Date: Sat, 27 Aug 94 16:33:53 EDasymmetries with relatives
From: <hubertMIT.EDU>
Subject: asymmetries with relatives


Dear editors:
Could you post the following query for me? Thank you,
Hubert Truckenbrodt
hubertmit.edu

I would like to ask the linguist-readers for their help in finding out
more about the correctness the following hypothesis in connection with
extraposition:

Hypothesis:
(a) Moving a relative clause is possible only if the relative
clause originates in a position to the RIGHT of its head Det or N.
(b) Movement of a relative clause, if it may happen at all, takes
a relative clause to the RIGHT, never to the left.

In other words, relative clauses can only be moved FROM THE RIGHT (of
their head) FURTHER TO THE RIGHT (of a larger constituent).

Thus it is my impression that we can find these types of languages:

1. The English type: relative clauses originate to the right of their
heads and move to the right. No other possibilities.

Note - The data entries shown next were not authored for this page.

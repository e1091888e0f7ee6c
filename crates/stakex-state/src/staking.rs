use stakex_core::constants::STAKE_ACCOUNT;
use stakex_core::{AccountName, Asset, StakexError};
use tracing::info;

use crate::engine::ApplyContext;
use crate::records::{DelegatedBandwidth, RefundRequest, UserResources};

impl ApplyContext<'_> {
    /// Change the receiver's net and cpu weights; the row disappears once empty.
    pub(crate) fn adjust_resource_weights(&mut self, receiver: AccountName, net: i64, cpu: i64) -> Result<(), StakexError> {
        if net == 0 && cpu == 0 {
            return Ok(());
        }
        let mut res = self
            .state
            .user_resources(receiver)?
            .unwrap_or_else(|| UserResources::new(receiver, self.core_symbol()));
        res.net_weight.amount += net;
        res.cpu_weight.amount += cpu;
        if res.net_weight.amount < 0 {
            return Err(StakexError::InsufficientStake("insufficient staked net bandwidth"));
        }
        if res.cpu_weight.amount < 0 {
            return Err(StakexError::InsufficientStake("insufficient staked cpu bandwidth"));
        }
        self.state.put_user_resources(&res)
    }

    fn change_bw(
        &mut self,
        payer: AccountName,
        receiver: AccountName,
        net_delta: Asset,
        cpu_delta: Asset,
        transfer: bool,
    ) -> Result<(), StakexError> {
        self.require_core(&net_delta)?;
        self.require_core(&cpu_delta)?;
        let (net, cpu) = (net_delta.amount, cpu_delta.amount);
        if net == 0 && cpu == 0 {
            return Err(StakexError::InvalidAmount("should stake non-zero amount"));
        }
        if (net + cpu).abs() < net.abs().max(cpu.abs()) {
            return Err(StakexError::InvalidAmount("net and cpu deltas cannot be opposite signs"));
        }

        // A transferred stake is owned by the receiver from here on.
        let from = if transfer { receiver } else { payer };

        let mut delegation = self.state.delegation(from, receiver)?.unwrap_or_else(|| DelegatedBandwidth {
            from,
            to: receiver,
            net_weight: self.core(0),
            cpu_weight: self.core(0),
        });
        delegation.net_weight.amount += net;
        delegation.cpu_weight.amount += cpu;
        if delegation.net_weight.amount < 0 {
            return Err(StakexError::InsufficientStake("insufficient staked net bandwidth"));
        }
        if delegation.cpu_weight.amount < 0 {
            return Err(StakexError::InsufficientStake("insufficient staked cpu bandwidth"));
        }
        self.state.put_delegation(&delegation)?;
        self.adjust_resource_weights(receiver, net, cpu)?;

        // Unstaked tokens wait in a refund request; staking to self draws
        // on a pending refund before taking new tokens.
        let mut net_balance = net;
        let mut cpu_balance = cpu;
        let is_undelegating = net + cpu < 0;
        let is_delegating_to_self = !transfer && from == receiver;
        if is_delegating_to_self || is_undelegating {
            match self.state.refund_request(from)? {
                Some(mut req) => {
                    if net_balance < 0 || cpu_balance < 0 {
                        req.request_time = self.now;
                    }
                    req.net_amount.amount -= net_balance;
                    if req.net_amount.amount < 0 {
                        net_balance = -req.net_amount.amount;
                        req.net_amount.amount = 0;
                    } else {
                        net_balance = 0;
                    }
                    req.cpu_amount.amount -= cpu_balance;
                    if req.cpu_amount.amount < 0 {
                        cpu_balance = -req.cpu_amount.amount;
                        req.cpu_amount.amount = 0;
                    } else {
                        cpu_balance = 0;
                    }
                    if req.is_empty() {
                        self.state.remove_refund_request(from);
                    } else {
                        self.state.put_refund_request(&req)?;
                    }
                }
                None if net_balance < 0 || cpu_balance < 0 => {
                    let mut req = RefundRequest {
                        owner: from,
                        request_time: self.now,
                        net_amount: self.core(0),
                        cpu_amount: self.core(0),
                    };
                    if net_balance < 0 {
                        req.net_amount.amount = -net_balance;
                        net_balance = 0;
                    }
                    if cpu_balance < 0 {
                        req.cpu_amount.amount = -cpu_balance;
                        cpu_balance = 0;
                    }
                    self.state.put_refund_request(&req)?;
                }
                None => {}
            }
        }

        let to_stake = net_balance + cpu_balance;
        if to_stake > 0 {
            self.transfer(payer, STAKE_ACCOUNT, self.core(to_stake), "stake bandwidth");
        }

        self.update_voting_power(from, net + cpu)
    }

    pub(crate) fn delegate_bw(
        &mut self,
        from: AccountName,
        receiver: AccountName,
        stake_net: Asset,
        stake_cpu: Asset,
        transfer: bool,
    ) -> Result<(), StakexError> {
        if stake_net.amount < 0 || stake_cpu.amount < 0 {
            return Err(StakexError::InvalidAmount("must stake a positive amount"));
        }
        if stake_net.amount + stake_cpu.amount <= 0 {
            return Err(StakexError::InvalidAmount("must stake a positive amount"));
        }
        if transfer && from == receiver {
            return Err(StakexError::InvalidAmount("cannot use transfer flag if delegating to self"));
        }
        self.change_bw(from, receiver, stake_net, stake_cpu, transfer)?;
        info!(%from, %receiver, net = %stake_net, cpu = %stake_cpu, transfer, "bandwidth delegated");
        Ok(())
    }

    pub(crate) fn undelegate_bw(
        &mut self,
        from: AccountName,
        receiver: AccountName,
        unstake_net: Asset,
        unstake_cpu: Asset,
    ) -> Result<(), StakexError> {
        if unstake_net.amount < 0 || unstake_cpu.amount < 0 {
            return Err(StakexError::InvalidAmount("must unstake a positive amount"));
        }
        if unstake_net.amount + unstake_cpu.amount <= 0 {
            return Err(StakexError::InvalidAmount("must unstake a positive amount"));
        }
        self.require_activated()?;
        self.change_bw(from, receiver, unstake_net.checked_neg()?, unstake_cpu.checked_neg()?, false)?;
        info!(%from, %receiver, net = %unstake_net, cpu = %unstake_cpu, "bandwidth undelegated");
        Ok(())
    }

    pub(crate) fn refund(&mut self, owner: AccountName) -> Result<(), StakexError> {
        let req = self.state.refund_request(owner)?.ok_or(StakexError::RefundNotFound)?;
        let available_at = req.request_time + self.params.refund_delay_secs;
        if available_at > self.now {
            return Err(StakexError::RefundNotDue { available_at });
        }
        let total = req.net_amount.checked_add(req.cpu_amount)?;
        self.transfer(STAKE_ACCOUNT, owner, total, "unstake");
        self.state.remove_refund_request(owner);
        info!(%owner, amount = %total, "stake refunded");
        Ok(())
    }
}
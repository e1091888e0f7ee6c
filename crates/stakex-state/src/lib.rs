//! Persistent system state and the action engine.
//!
//! `StateDb` stores every table in sled; `SystemEngine::apply` runs one
//! action against a staged copy of the state and commits it together with
//! the action's token settlements.

pub mod db;
pub mod engine;
pub mod keys;
pub mod records;
pub mod service;
pub mod staged;

mod names;
mod ram;
mod rewards;
mod rex;
mod staking;
mod voting;

pub use db::StateDb;
pub use engine::SystemEngine;
pub use records::*;
pub use service::{Authorizer, MemoryLedger, Settlement, SignerAuthorizer, TokenService};
pub use staged::StagedState;
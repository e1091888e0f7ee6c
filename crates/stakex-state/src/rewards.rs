//! Inflation and producer pay.
//!
//! Continuous inflation is minted lazily on claims:
//!
//!   new_tokens = rate × supply × elapsed / SECONDS_PER_YEAR
//!
//! The network share is split between the per-block, per-vote and
//! per-witness buckets; the rest goes to the infrastructure accounts. A
//! claiming producer takes its fraction of each bucket.

use stakex_core::constants::{
    BPAY_ACCOUNT, COMMUNITY_ACCOUNT, FOUNDING_ACCOUNT, MARKETING_ACCOUNT, SECONDS_PER_YEAR, SYSTEM_ACCOUNT,
    VPAY_ACCOUNT, WPAY_ACCOUNT,
};
use stakex_core::{AccountName, StakexError};
use stakex_econ::PayShare;
use tracing::{debug, info};

use crate::engine::ApplyContext;

/// Fraction of `amount`, truncated toward zero.
fn portion(amount: i64, fraction: f64) -> i64 {
    (amount as f64 * fraction) as i64
}

impl ApplyContext<'_> {
    pub(crate) fn on_block(&mut self, producer: AccountName) -> Result<(), StakexError> {
        if self.global.total_activated_stake < self.params.min_activated_stake {
            return Ok(());
        }
        if self.global.last_pervote_bucket_fill == 0 {
            self.global.last_pervote_bucket_fill = self.now;
        }

        if let Some(mut info) = self.state.producer(producer)? {
            info.unpaid_blocks += 1;
            self.global.total_unpaid_blocks += 1;
            self.state.put_producer(&info)?;
        }

        if self.now - self.global.last_producer_schedule_update > self.params.schedule_update_interval_secs {
            self.update_elected_producers()?;
            if self.now - self.global.last_name_close > self.params.name_close_interval_secs {
                self.close_name_auction()?;
            }
        }
        Ok(())
    }

    /// Propose the top active producers, sorted by name, as the next schedule.
    fn update_elected_producers(&mut self) -> Result<(), StakexError> {
        self.global.last_producer_schedule_update = self.now;

        let mut elected: Vec<AccountName> = self
            .state
            .producers_by_votes(self.params.elected_producer_count)?
            .into_iter()
            .take_while(|p| p.is_active && p.total_votes > 0.0)
            .map(|p| p.owner)
            .collect();
        if elected.is_empty() || elected.len() < self.global.last_producer_schedule_size as usize {
            return Ok(());
        }
        elected.sort();

        if elected != self.global.proposed_schedule {
            info!(size = elected.len(), "new producer schedule proposed");
        }
        self.global.last_producer_schedule_size = elected.len() as u16;
        self.global.proposed_schedule = elected;
        Ok(())
    }

    fn mint_inflation(&mut self) -> Result<(), StakexError> {
        let elapsed = self.now - self.global.last_pervote_bucket_fill;
        if elapsed <= 0 || self.global.last_pervote_bucket_fill == 0 {
            return Ok(());
        }
        let supply = self
            .token
            .supply(self.core_symbol())?
            .ok_or_else(|| StakexError::missing("core token supply"))?;

        let new_tokens =
            (self.params.continuous_rate * supply.amount as f64 * elapsed as f64 / SECONDS_PER_YEAR as f64) as i64;
        let split = &self.params.inflation;
        let to_network = portion(new_tokens, split.network);
        let to_infra = new_tokens - to_network;

        let to_blocks = portion(to_network, split.per_block);
        let to_witnesses = portion(to_network, split.per_witness);
        let to_votes = to_network - to_blocks - to_witnesses;

        let to_community = portion(to_infra, split.community);
        let to_marketing = portion(to_infra, split.marketing);
        let to_founding = to_infra - to_community - to_marketing;

        if new_tokens > 0 {
            self.issue(SYSTEM_ACCOUNT, self.core(new_tokens), "issue tokens for producer pay");
            self.transfer(SYSTEM_ACCOUNT, BPAY_ACCOUNT, self.core(to_blocks), "fund per-block bucket");
            self.transfer(SYSTEM_ACCOUNT, VPAY_ACCOUNT, self.core(to_votes), "fund per-vote bucket");
            self.transfer(SYSTEM_ACCOUNT, WPAY_ACCOUNT, self.core(to_witnesses), "fund per-witness bucket");
            self.transfer(SYSTEM_ACCOUNT, COMMUNITY_ACCOUNT, self.core(to_community), "fund community");
            self.transfer(SYSTEM_ACCOUNT, MARKETING_ACCOUNT, self.core(to_marketing), "fund marketing");
            self.transfer(SYSTEM_ACCOUNT, FOUNDING_ACCOUNT, self.core(to_founding), "fund founding");
        }

        self.global.perblock_bucket += to_blocks;
        self.global.pervote_bucket += to_votes;
        self.global.perwitness_bucket += to_witnesses;
        self.global.last_pervote_bucket_fill = self.now;
        debug!(new_tokens, elapsed, "inflation minted");
        Ok(())
    }

    pub(crate) fn claim_rewards(&mut self, owner: AccountName) -> Result<(), StakexError> {
        let mut producer = self.state.producer(owner)?.ok_or(StakexError::ProducerNotRegistered(owner))?;
        if !producer.is_active {
            return Err(StakexError::ProducerNotActive(owner));
        }
        self.require_activated()?;
        if self.now - producer.last_claim_time <= self.params.min_claim_interval_secs {
            return Err(StakexError::ClaimTooSoon);
        }

        self.mint_inflation()?;

        let per_block_pay = if self.global.total_unpaid_blocks > 0 {
            (self.global.perblock_bucket as i128 * producer.unpaid_blocks as i128
                / self.global.total_unpaid_blocks as i128) as i64
        } else {
            0
        };

        // Vote pay. A producer without a share row starts one now and is
        // paid nothing from this claim.
        let threshold = producer.last_claim_time + self.params.vote_pay_threshold_secs;
        let crossed = threshold <= self.now;
        let (mut vote_share, updated_after) = match self.state.vote_pay_share(owner)? {
            Some(share) => {
                let updated_after = threshold <= share.last_update;
                (share, updated_after)
            }
            None => (PayShare::new(self.now), true),
        };
        let rate = if updated_after { 0.0 } else { producer.total_votes };
        let claimed_votes = vote_share.update(self.now, rate, true);
        self.state.put_vote_pay_share(owner, &vote_share)?;

        let total_votes = self.global.vote_pay.update(self.now, 0.0, 0.0);
        let mut per_vote_pay = 0;
        if total_votes > 0.0 && !crossed {
            per_vote_pay = ((claimed_votes * self.global.pervote_bucket as f64) / total_votes) as i64;
            per_vote_pay = per_vote_pay.min(self.global.pervote_bucket).max(0);
        }
        let rate_back = if updated_after { producer.total_votes } else { 0.0 };
        self.global.vote_pay.update(self.now, -claimed_votes, rate_back);

        // Witness pay
        let in_witness_set = self.witness_set()?.contains(&owner);
        let mut witness_share = self
            .state
            .witness_pay_share(owner)?
            .unwrap_or_else(|| PayShare::new(self.now));
        let claimed_witness = witness_share.update(self.now, if in_witness_set { 1.0 } else { 0.0 }, true);
        self.state.put_witness_pay_share(owner, &witness_share)?;

        let total_witness = self.global.witness_pay.update(self.now, 0.0, 0.0);
        let mut per_witness_pay = 0;
        if total_witness > 0.0 {
            per_witness_pay = ((claimed_witness * self.global.perwitness_bucket as f64) / total_witness) as i64;
            per_witness_pay = per_witness_pay.min(self.global.perwitness_bucket).max(0);
        }
        self.global.witness_pay.update(self.now, -claimed_witness, 0.0);

        self.global.perblock_bucket -= per_block_pay;
        self.global.pervote_bucket -= per_vote_pay;
        self.global.perwitness_bucket -= per_witness_pay;
        self.global.total_unpaid_blocks -= producer.unpaid_blocks;

        producer.last_claim_time = self.now;
        producer.unpaid_blocks = 0;
        self.state.put_producer(&producer)?;

        self.transfer(BPAY_ACCOUNT, owner, self.core(per_block_pay), "producer block pay");
        self.transfer(VPAY_ACCOUNT, owner, self.core(per_vote_pay), "producer vote pay");
        self.transfer(WPAY_ACCOUNT, owner, self.core(per_witness_pay), "producer witness pay");

        info!(%owner, per_block_pay, per_vote_pay, per_witness_pay, "rewards claimed");
        Ok(())
    }
}
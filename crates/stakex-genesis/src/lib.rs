//! stakex-genesis
//!
//! Bootstraps a fresh chain: creates the core token in the ledger, issues
//! the initial supply to the system account, runs `init` through the
//! engine and pays out the genesis allocations. Staked allocations go
//! through `delegatebw` like any later stake, so voters and resource rows
//! are consistent from the first block.

pub mod params;

pub use params::{Allocation, GenesisParams};

use stakex_core::constants::SYSTEM_ACCOUNT;
use stakex_core::{Action, Asset, SignedAction, StakexError};
use stakex_state::{MemoryLedger, Settlement, SystemEngine, TokenService};
use thiserror::Error;
use tracing::info;

#[derive(Debug, Error)]
pub enum GenesisError {
    #[error("invalid genesis parameters: {0}")]
    Params(String),

    #[error("allocations of {allocated} exceed the initial supply of {supply}")]
    AllocationsExceedSupply { allocated: i64, supply: i64 },

    #[error("genesis supply mismatch: expected {expected}, got {got}")]
    SupplyMismatch { expected: i64, got: i64 },

    #[error(transparent)]
    State(#[from] StakexError),
}

/// What genesis produced.
#[derive(Clone, Debug, PartialEq)]
pub struct GenesisSummary {
    pub supply: Asset,
    pub allocated: Asset,
    pub staked: Asset,
    pub accounts: usize,
}

/// Apply genesis to an uninitialised engine and an empty ledger.
///
/// Fails without touching either if the engine already holds a global
/// state or the parameters do not validate.
pub fn apply_genesis(
    engine: &SystemEngine,
    ledger: &mut MemoryLedger,
    params: &GenesisParams,
) -> Result<GenesisSummary, GenesisError> {
    params.validate()?;
    if engine.reader().global()?.is_some() {
        return Err(StakexError::AlreadyInitialized.into());
    }
    let core = params.core_symbol;
    let now = params.genesis_timestamp();
    info!(%core, supply = %params.initial_supply, "applying stakex genesis");

    // ── 1. Core token ────────────────────────────────────────────────────────
    ledger.create(core)?;
    ledger.settle(&[Settlement::Issue {
        to: SYSTEM_ACCOUNT,
        quantity: params.initial_supply,
        memo: "genesis supply".into(),
    }])?;

    // ── 2. System state ──────────────────────────────────────────────────────
    engine.apply(&SignedAction::by_required(Action::Init { core_symbol: core }), ledger, now)?;

    // ── 3. Allocations ───────────────────────────────────────────────────────
    let payouts: Vec<Settlement> = params
        .allocations
        .iter()
        .filter_map(|alloc| {
            let total = alloc.liquid.amount + alloc.stake.map(|s| s.amount).unwrap_or(0);
            (total > 0).then(|| Settlement::Transfer {
                from: SYSTEM_ACCOUNT,
                to: alloc.account,
                quantity: Asset::new(total, core),
                memo: "genesis allocation".into(),
            })
        })
        .collect();
    ledger.settle(&payouts)?;

    let mut staked = 0;
    for alloc in &params.allocations {
        let Some(stake) = alloc.stake.filter(|s| s.amount > 0) else { continue };
        let net = stake.amount / 2;
        let action = Action::DelegateBw {
            from: alloc.account,
            receiver: alloc.account,
            stake_net_quantity: Asset::new(net, core),
            stake_cpu_quantity: Asset::new(stake.amount - net, core),
            transfer: false,
        };
        engine.apply(&SignedAction::by_required(action), ledger, now)?;
        staked += stake.amount;
        info!(account = %alloc.account, %stake, "genesis: stake delegated");
    }

    verify_genesis_supply(ledger, params)?;

    let summary = GenesisSummary {
        supply: params.initial_supply,
        allocated: Asset::new(params.allocated(), core),
        staked: Asset::new(staked, core),
        accounts: params.allocations.len(),
    };
    info!(
        allocated = %summary.allocated,
        staked = %summary.staked,
        accounts = summary.accounts,
        "genesis applied"
    );
    Ok(summary)
}

/// The ledger must hold exactly the initial supply, all of it accounted
/// for by balances.
fn verify_genesis_supply(ledger: &MemoryLedger, params: &GenesisParams) -> Result<(), GenesisError> {
    let core = params.core_symbol;
    let expected = params.initial_supply.amount;
    let supply = ledger.supply(core)?.map(|s| s.amount).unwrap_or(0);
    if supply != expected {
        return Err(GenesisError::SupplyMismatch { expected, got: supply });
    }
    let held: i64 = ledger.balances.values().filter_map(|b| b.get(&core)).sum();
    if held != expected {
        return Err(GenesisError::SupplyMismatch { expected, got: held });
    }
    info!(total = expected, "genesis supply verified");
    Ok(())
}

2. The Japanese type: relative clauses originate to the left of their
heads. They may not move either to the left or to the right.

3. The Armenian type (so far only represented by Armenian): relative
clauses originate either to the left, or to the right of their head,
with some syntactic differences between the two. Those that originate
to the right of the head may be moved to the right (not to the left),
whereas those that originate to the left of their heads may not be
moved at all.

4. The Hindi type: there are languages that look like exceptions to
the hypothesis above. In the few cases I have seen, the association
between head and relative clause appears to be fairly loose. So far,
this encourages me to believe that one can find arguments that
movement might not be involved at all here.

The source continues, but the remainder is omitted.